Cannon Tyrone D, Thompson Paul M, van Erp Theo G M, Huttunen Matti, Lonnqvist Jouko, Kaprio Jaakko, Toga Arthur W
Department of Psychology, UCLA, Los Angeles, CA 90095, USA.
Neuroinformatics. 2006 Winter;4(1):5-19. doi: 10.1385/NI:4:1:5.
There is an urgent need to decipher the complex nature of genotype-phenotype relationships within the multiple dimensions of brain structure and function that are compromised in neuropsychiatric syndromes such as schizophrenia. Doing so requires sophisticated methodologies to represent population variability in neural traits and to probe their heritable and molecular genetic bases. We have recently developed and applied computational algorithms to map the heritability of, as well as genetic linkage and association to, neural features encoded using brain imaging in the context of three-dimensional (3D), populationbased, statistical brain atlases. One set of algorithms builds on our prior work using classical twin study methods to estimate heritability by fitting biometrical models for additive genetic, unique, and common environmental influences. Another set of algorithms performs regression-based (Haseman-Elston) identical-bydescent linkage analysis and genetic association analysis of DNA polymorphisms in relation to neural traits of interest in the same 3D population-based brain atlas format. We demonstrate these approaches using samples of healthy monozygotic (MZ) and dizygotic (DZ) twin pairs, as well as MZ and DZ twin pairs discordant for schizophrenia, but the methods can be generalized to other classes of relatives and to other diseases. The results confirm prior evidence of genetic influences on gray matter density in frontal brain regions. They also provide converging evidence that the chromosome 1q42 region is relevant to schizophrenia by demonstrating linkage and association of markers of the Transelin-Associated-Factor-X and Disrupted-In- Schizophrenia-1 genes with prefrontal cortical gray matter deficits in twins discordant for schizophrenia.
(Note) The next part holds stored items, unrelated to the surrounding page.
//! Server side of the peer replication protocol.

use std::sync::Arc;

use axum::{
    Router,
    body::Bytes,
    extract::{Query, State},
    http::{HeaderMap, Uri, header::CONTENT_TYPE},
    response::{IntoResponse, Response},
    routing::post,
};
use cloud_session_core::{
    SessionConfig, SessionData, SessionHooks, SessionId, UpdateOp, apply_updates,
};
use cloud_session_store::SessionStore;
use subtle::ConstantTimeEq;

use crate::protocol::{PeerAction, PeerQuery, UpdateBody};

/// Reply of the peer endpoint.
///
/// Unauthorized, malformed and no-op calls all get the same empty reply.
#[derive(Debug, Clone, PartialEq, Eq)]
pub enum PeerReply {
    Empty,
    /// Serialized session data.
    Data(String),
}

impl IntoResponse for PeerReply {
    fn into_response(self) -> Response {
        match self {
            Self::Empty => ().into_response(),
            Self::Data(body) => ([(CONTENT_TYPE, "application/json")], body).into_response(),
        }
    }
}

/// Services copy/transfer/destroy/update calls against the local store.
#[derive(Clone)]
pub struct PeerProtocolHandler {
    store: SessionStore,
    hooks: Arc<dyn SessionHooks>,
    config: Arc<SessionConfig>,
    local_address: Arc<str>,
}

impl PeerProtocolHandler {
    #[must_use]
    pub fn new(
        store: SessionStore,
        hooks: Arc<dyn SessionHooks>,
        config: Arc<SessionConfig>,
        local_address: Arc<str>,
    ) -> Self {
        Self {
            store,
            hooks,
            config,
            local_address,
        }
    }

    /// Axum router serving the endpoint at the configured peer path.
    #[must_use]
    pub fn router(self) -> Router {
        let path = self.config.peer_path.clone();
        Router::new()
            .route(&path, post(peer_endpoint))
            .with_state(self)
    }

    /// Handle one call.
    pub fn handle(&self, query: &PeerQuery, headers: &HeaderMap, body: &[u8]) -> PeerReply {
        let Some(action) = query.action.as_deref().and_then(PeerAction::parse) else {
            tracing::debug!(action = ?query.action, "Ignoring peer call with unknown action");
            return PeerReply::Empty;
        };

        let update = if action == PeerAction::Update {
            match serde_json::from_slice::<UpdateBody>(body) {
                Ok(update) => update,
                Err(e) => {
                    tracing::warn!("Ignoring malformed update body: {e}");
                    return PeerReply::Empty;
                }
            }
        } else {
            UpdateBody::default()
        };

        let Some(id) = self.authorize(query, headers, update.sid) else {
            tracing::debug!(%action, "Unauthorized peer call");
            return PeerReply::Empty;
        };

        tracing::debug!(session_id = %id, %action, "Peer call");
        self.apply(action, &id, &update.updates)
    }

    /// Resolve the target session, or `None` if the caller may not act.
    fn authorize(
        &self,
        query: &PeerQuery,
        headers: &HeaderMap,
        body_sid: Option<SessionId>,
    ) -> Option<SessionId> {
        let token_id = self
            .hooks
            .extract_token(headers, &self.config.token_name)
            .and_then(|raw| self.hooks.parse_token(&raw, headers, &self.local_address))
            .and_then(|token| {
                self.hooks
                    .derive(&token.secret, &self.config.signing_key)
                    .inspect_err(|e| tracing::warn!("Cannot derive session id: {e}"))
                    .ok()
            });

        if self.key_matches(query.key.as_deref()) {
            body_sid
                .or_else(|| query.sid.clone().map(SessionId::new))
                .or(token_id)
        } else {
            token_id.filter(|id| self.store.contains(id))
        }
    }

    fn key_matches(&self, provided: Option<&str>) -> bool {
        provided.is_some_and(|key| {
            bool::from(key.as_bytes().ct_eq(self.config.signing_key.as_bytes()))
        })
    }

    fn apply(&self, action: PeerAction, id: &SessionId, updates: &[UpdateOp]) -> PeerReply {
        match action {
            PeerAction::Copy => self
                .store
                .get(id)
                .map_or(PeerReply::Empty, |record| self.encode(id, &record.data)),
            PeerAction::Transfer => {
                let Some(record) = self.store.take(id) else {
                    return PeerReply::Empty;
                };
                let reply = self.encode(id, &record.data);
                if reply == PeerReply::Empty {
                    // Keep the data if it could not be sent.
                    self.store.insert(id.clone(), record);
                }
                reply
            }
            PeerAction::Destroy => {
                self.store.delete(id);
                PeerReply::Empty
            }
            PeerAction::Update => {
                let applied = self
                    .store
                    .with_data_mut(id, |data| apply_updates(data, updates));
                match applied {
                    Some(count) => {
                        tracing::debug!(session_id = %id, applied = count, total = updates.len(), "Session updated");
                    }
                    None => tracing::warn!(session_id = %id, "Update for unknown session ignored"),
                }
                PeerReply::Empty
            }
        }
    }

    fn encode(&self, id: &SessionId, data: &SessionData) -> PeerReply {
        match self.hooks.serialize(Some(data)) {
            Ok(body) => PeerReply::Data(body),
            Err(e) => {
                tracing::error!(session_id = %id, "Failed to serialize session: {e}");
                PeerReply::Empty
            }
        }
    }
}

async fn peer_endpoint(
    State(handler): State<PeerProtocolHandler>,
    uri: Uri,
    headers: HeaderMap,
    body: Bytes,
) -> PeerReply {
    let query = Query::<PeerQuery>::try_from_uri(&uri)
        .map(|Query(query)| query)
        .unwrap_or_default();
    handler.handle(&query, &headers, &body)
}

#[cfg(test)]
mod tests {
    use axum::{body::Body, http::Request};
    use cloud_session_core::{DefaultHooks, derive_session_id};
    use serde_json::json;
    use tower::ServiceExt;

    use super::*;

    const KEY: &str = "mySecretKey";
    const SECRET: &str = "1234567890";

    fn setup() -> (SessionStore, PeerProtocolHandler, SessionId) {
        let store = SessionStore::new();
        let config = SessionConfig::default()
            .with_signing_key(KEY)
            .with_token_name("my.sid");
        let handler = PeerProtocolHandler::new(
            store.clone(),
            Arc::new(DefaultHooks),
            Arc::new(config),
            Arc::from("10.0.0.1"),
        );
        let id = derive_session_id(SECRET, KEY).unwrap();
        (store, handler, id)
    }

    fn seed(store: &SessionStore, id: &SessionId) {
        store.replace_data(id, json!({"user": "alice"}).as_object().cloned().unwrap());
    }

    fn query(action: &str, key: Option<&str>) -> PeerQuery {
        PeerQuery {
            action: Some(action.to_string()),
            key: key.map(str::to_string),
            sid: None,
        }
    }

    fn token_headers() -> HeaderMap {
        let mut headers = HeaderMap::new();
        headers.insert("my.sid", format!("10.0.0.1|{SECRET}").parse().unwrap());
        headers
    }

    #[test]
    fn test_copy_keeps_record() {
        let (store, handler, id) = setup();
        seed(&store, &id);

        let reply = handler.handle(&query("copy_session", Some(KEY)), &token_headers(), b"");
        assert_eq!(reply, PeerReply::Data(r#"{"user":"alice"}"#.to_string()));
        assert!(store.contains(&id));
    }

    #[test]
    fn test_transfer_removes_record() {
        let (store, handler, id) = setup();
        seed(&store, &id);

        let reply = handler.handle(&query("transfer_session", Some(KEY)), &token_headers(), b"");
        assert_eq!(reply, PeerReply::Data(r#"{"user":"alice"}"#.to_string()));
        assert!(!store.contains(&id));

        let again = handler.handle(&query("transfer_session", Some(KEY)), &token_headers(), b"");
        assert_eq!(again, PeerReply::Empty);
    }

    #[test]
    fn test_destroy_removes_record() {
        let (store, handler, id) = setup();
        seed(&store, &id);

        let reply = handler.handle(&query("destroy_session", Some(KEY)), &token_headers(), b"");
        assert_eq!(reply, PeerReply::Empty);
        assert!(!store.contains(&id));
    }

    #[test]
    fn test_update_in_place() {
        let (store, handler, id) = setup();
        store.ensure(&id);

        let body = json!({"updates": [
            {"path": "/node1/node2/node3", "value": "Hello"},
            {"path": "/node1/node2/node4", "value": "World"}
        ]})
        .to_string();
        let reply = handler.handle(
            &query("update_session", Some(KEY)),
            &token_headers(),
            body.as_bytes(),
        );
        assert_eq!(reply, PeerReply::Empty);

        let data = store.get(&id).unwrap().data;
        assert_eq!(data["node1"]["node2"]["node3"], "Hello");
        assert_eq!(data["node1"]["node2"]["node4"], "World");
    }

    #[test]
    fn test_update_explicit_target_with_key() {
        let (store, handler, _) = setup();
        let other = SessionId::new("other-session");
        store.ensure(&other);

        let body = json!({"sid": "other-session", "updates": [{"path": "a", "value": 1}]}).to_string();
        handler.handle(&query("update_session", Some(KEY)), &HeaderMap::new(), body.as_bytes());
        assert_eq!(store.get(&other).unwrap().data["a"], 1);
    }

    #[test]
    fn test_update_unknown_session_is_ignored() {
        let (store, handler, id) = setup();
        let body = json!({"updates": [{"path": "a", "value": 1}]}).to_string();
        let reply = handler.handle(&query("update_session", Some(KEY)), &token_headers(), body.as_bytes());
        assert_eq!(reply, PeerReply::Empty);
        assert!(!store.contains(&id));
    }

    #[test]
    fn test_update_without_key_or_resident_token_is_refused() {
        let (store, handler, id) = setup();
        let other = SessionId::new("other-session");
        seed(&store, &other);
        let body = json!({"sid": "other-session", "updates": [{"path": "a", "value": 1}]})
            .to_string();

        // No token at all.
        let reply = handler.handle(&query("update_session", None), &HeaderMap::new(), body.as_bytes());
        assert_eq!(reply, PeerReply::Empty);

        // Token for a session this host does not hold.
        let reply = handler.handle(&query("update_session", None), &token_headers(), body.as_bytes());
        assert_eq!(reply, PeerReply::Empty);

        assert!(!store.contains(&id));
        assert_eq!(store.get(&other).unwrap().data, json!({"user": "alice"}).as_object().cloned().unwrap());
    }

    #[test]
    fn test_update_without_key_targets_resident_token_session() {
        let (store, handler, id) = setup();
        let other = SessionId::new("other-session");
        seed(&store, &id);
        seed(&store, &other);

        // The body sid is ignored without the key.
        let body = json!({"sid": "other-session", "updates": [{"path": "a", "value": 1}]})
            .to_string();
        handler.handle(&query("update_session", None), &token_headers(), body.as_bytes());

        assert_eq!(store.get(&id).unwrap().data["a"], 1);
        assert!(store.get(&other).unwrap().data.get("a").is_none());
    }

    #[test]
    fn test_token_alone_authorizes_resident_session() {
        let (store, handler, id) = setup();

        // Not resident: nothing to act on.
        let reply = handler.handle(&query("copy_session", None), &token_headers(), b"");
        assert_eq!(reply, PeerReply::Empty);

        seed(&store, &id);
        let reply = handler.handle(&query("copy_session", None), &token_headers(), b"");
        assert!(matches!(reply, PeerReply::Data(_)));
    }

    #[test]
    fn test_explicit_sid_needs_key() {
        let (store, handler, _) = setup();
        let victim = SessionId::new("victim");
        seed(&store, &victim);

        let mut q = query("destroy_session", Some("wrong-key"));
        q.sid = Some("victim".to_string());
        handler.handle(&q, &HeaderMap::new(), b"");
        assert!(store.contains(&victim));

        q.key = Some(KEY.to_string());
        handler.handle(&q, &HeaderMap::new(), b"");
        assert!(!store.contains(&victim));
    }

    #[test]
    fn test_malformed_calls_do_nothing() {
        let (store, handler, id) = setup();
        seed(&store, &id);
        let before = store.get(&id).unwrap();

        for q in [
            PeerQuery::default(),
            query("TEST", Some(KEY)),
            query("transfer_sesssion", Some(KEY)),
        ] {
            assert_eq!(handler.handle(&q, &token_headers(), b""), PeerReply::Empty);
        }
        let reply = handler.handle(&query("update_session", Some(KEY)), &token_headers(), b"{not json");
        assert_eq!(reply, PeerReply::Empty);

        let mut invalid_cookie = HeaderMap::new();
        invalid_cookie.insert(axum::http::header::COOKIE, " ".parse().unwrap());
        let reply = handler.handle(&query("transfer_session", None), &invalid_cookie, b"");
        assert_eq!(reply, PeerReply::Empty);

        assert_eq!(store.get(&id).unwrap(), before);
    }

    #[tokio::test]
    async fn test_router_serves_endpoint() {
        let (store, handler, id) = setup();
        seed(&store, &id);
        let app = handler.router();

        let response = app
            .clone()
            .oneshot(
                Request::builder()
                    .method("POST")
                    .uri("/cloud-session?action=copy_session&key=mySecretKey")
                    .header("cookie", format!("my.sid=10.0.0.1|{SECRET}"))
                    .body(Body::empty())
                    .unwrap(),
            )
            .await
            .unwrap();
        assert_eq!(response.status(), axum::http::StatusCode::OK);
        let body = axum::body::to_bytes(response.into_body(), usize::MAX).await.unwrap();
        let data: SessionData = serde_json::from_slice(&body).unwrap();
        assert_eq!(data["user"], "alice");

        let response = app
            .oneshot(
                Request::builder()
                    .method("POST")
                    .uri("/cloud-session?action=copy_session&key=nope")
                    .body(Body::empty())
                    .unwrap(),
            )
            .await
            .unwrap();
        assert_eq!(response.status(), axum::http::StatusCode::OK);
        let body = axum::body::to_bytes(response.into_body(), usize::MAX).await.unwrap();
        assert!(body.is_empty());
    }
}
//! Example web server sharing sessions with its peers.
//!
//! Run with: cargo run -p cloud-session-web-example
//!
//! Start a second copy on another machine (or with another
//! `local_address`) and point a load balancer at both; the visit counter
//! follows the browser from host to host.
//!
//! Set `CLOUD_SESSION_CONFIG` to a JSON file to override the defaults, e.g.
//! `{"signing_key": "k", "peer_port": 3000, "dev_persistence": true}`.

use std::{net::SocketAddr, path::Path};

use anyhow::Context as _;
use axum::{
    Router,
    extract::State,
    http::HeaderMap,
    response::{Html, IntoResponse},
    routing::get,
};
use cloud_session_core::SessionConfig;
use cloud_session_transport::{CloudSession, Session};
use tower_http::{cors::CorsLayer, trace::TraceLayer};
use tracing_subscriber::{layer::SubscriberExt, util::SubscriberInitExt};

const CONFIG_ENV: &str = "CLOUD_SESSION_CONFIG";

#[tokio::main]
async fn main() -> anyhow::Result<()> {
    // Initialize tracing
    tracing_subscriber::registry()
        .with(tracing_subscriber::fmt::layer())
        .with(
            tracing_subscriber::EnvFilter::try_from_default_env()
                .unwrap_or_else(|_| "info,cloud_session_transport=debug".into()),
        )
        .init();

    let config = match std::env::var(CONFIG_ENV) {
        Ok(path) => load_config(Path::new(&path))?,
        Err(_) => SessionConfig::default(),
    };
    let port = config.peer_port;

    let cloud = CloudSession::new(config).context("failed to set up cloud sessions")?;
    cloud.start_sweeper();

    // Build router
    let app = Router::new()
        .route("/", get(index_handler))
        .route("/logout", get(logout_handler))
        .layer(cloud.layer())
        .with_state(cloud.clone())
        .merge(cloud.peer_router())
        .layer(TraceLayer::new_for_http())
        .layer(CorsLayer::permissive());

    // Start server
    let addr = SocketAddr::from(([0, 0, 0, 0], port));
    tracing::info!(local_address = %cloud.local_address(), "Server listening on http://{addr}");

    let listener = tokio::net::TcpListener::bind(addr)
        .await
        .with_context(|| format!("failed to bind {addr}"))?;
    axum::serve(listener, app)
        .with_graceful_shutdown(shutdown_signal())
        .await
        .context("server error")?;

    cloud.stop_sweeper().await;
    Ok(())
}

fn load_config(path: &Path) -> anyhow::Result<SessionConfig> {
    let raw = std::fs::read_to_string(path)
        .with_context(|| format!("failed to read {}", path.display()))?;
    serde_json::from_str(&raw).with_context(|| format!("invalid config in {}", path.display()))
}

async fn shutdown_signal() {
    if let Err(e) = tokio::signal::ctrl_c().await {
        tracing::error!("Failed to listen for shutdown signal: {e}");
    }
}

async fn index_handler(State(cloud): State<CloudSession>, session: Session) -> Html<String> {
    let visits = session.update(|data| {
        let next = data
            .get("visits")
            .and_then(serde_json::Value::as_u64)
            .unwrap_or(0)
            + 1;
        data.insert("visits".to_string(), next.into());
        next
    });

    Html(format!(
        "<!doctype html><title>cloud session</title>\
         <p>Served by <b>{}</b></p>\
         <p>Visits in this session: <b>{visits}</b></p>\
         <p><a href=\"/logout\">Log out</a></p>",
        cloud.local_address()
    ))
}

async fn logout_handler(
    State(cloud): State<CloudSession>,
    headers: HeaderMap,
) -> impl IntoResponse {
    match cloud.destroy(&headers).await {
        Ok(()) => Html("<p>Session destroyed. <a href=\"/\">Start over</a></p>".to_string()),
        Err(e) => {
            tracing::warn!("Owner did not confirm destroy: {e}");
            Html(format!("<p>Destroyed locally, owner unreachable: {e}</p>"))
        }
    }
}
迫切需要解读神经精神综合征(如精神分裂症)中受损的大脑结构和功能多维度内基因型-表型关系的复杂本质。要做到这一点,需要复杂的方法来表征神经特征的群体变异性,并探究其遗传和分子遗传基础。我们最近开发并应用了计算算法,以在基于群体的三维(3D)统计脑图谱的背景下,绘制使用脑成像编码的神经特征的遗传力以及遗传连锁和关联。一组算法建立在我们之前的工作基础上,使用经典双生子研究方法,通过拟合用于加性遗传、独特和共同环境影响的生物统计学模型来估计遗传力。另一组算法在相同的基于3D群体的脑图谱格式中,对与感兴趣的神经特征相关的DNA多态性进行基于回归的(哈斯曼-埃尔斯顿)同型合子连锁分析和遗传关联分析。我们使用健康的同卵(MZ)和异卵(DZ)双生子对样本,以及患精神分裂症的MZ和DZ双生子对来展示这些方法,但这些方法可以推广到其他亲属类别和其他疾病。结果证实了先前关于遗传对额叶脑区灰质密度有影响的证据。它们还提供了趋同证据,表明1q42染色体区域与精神分裂症相关,通过证明与精神分裂症不一致的双生子中,转硒蛋白相关因子X和精神分裂症破坏基因1的标记与前额叶皮质灰质缺陷存在连锁和关联。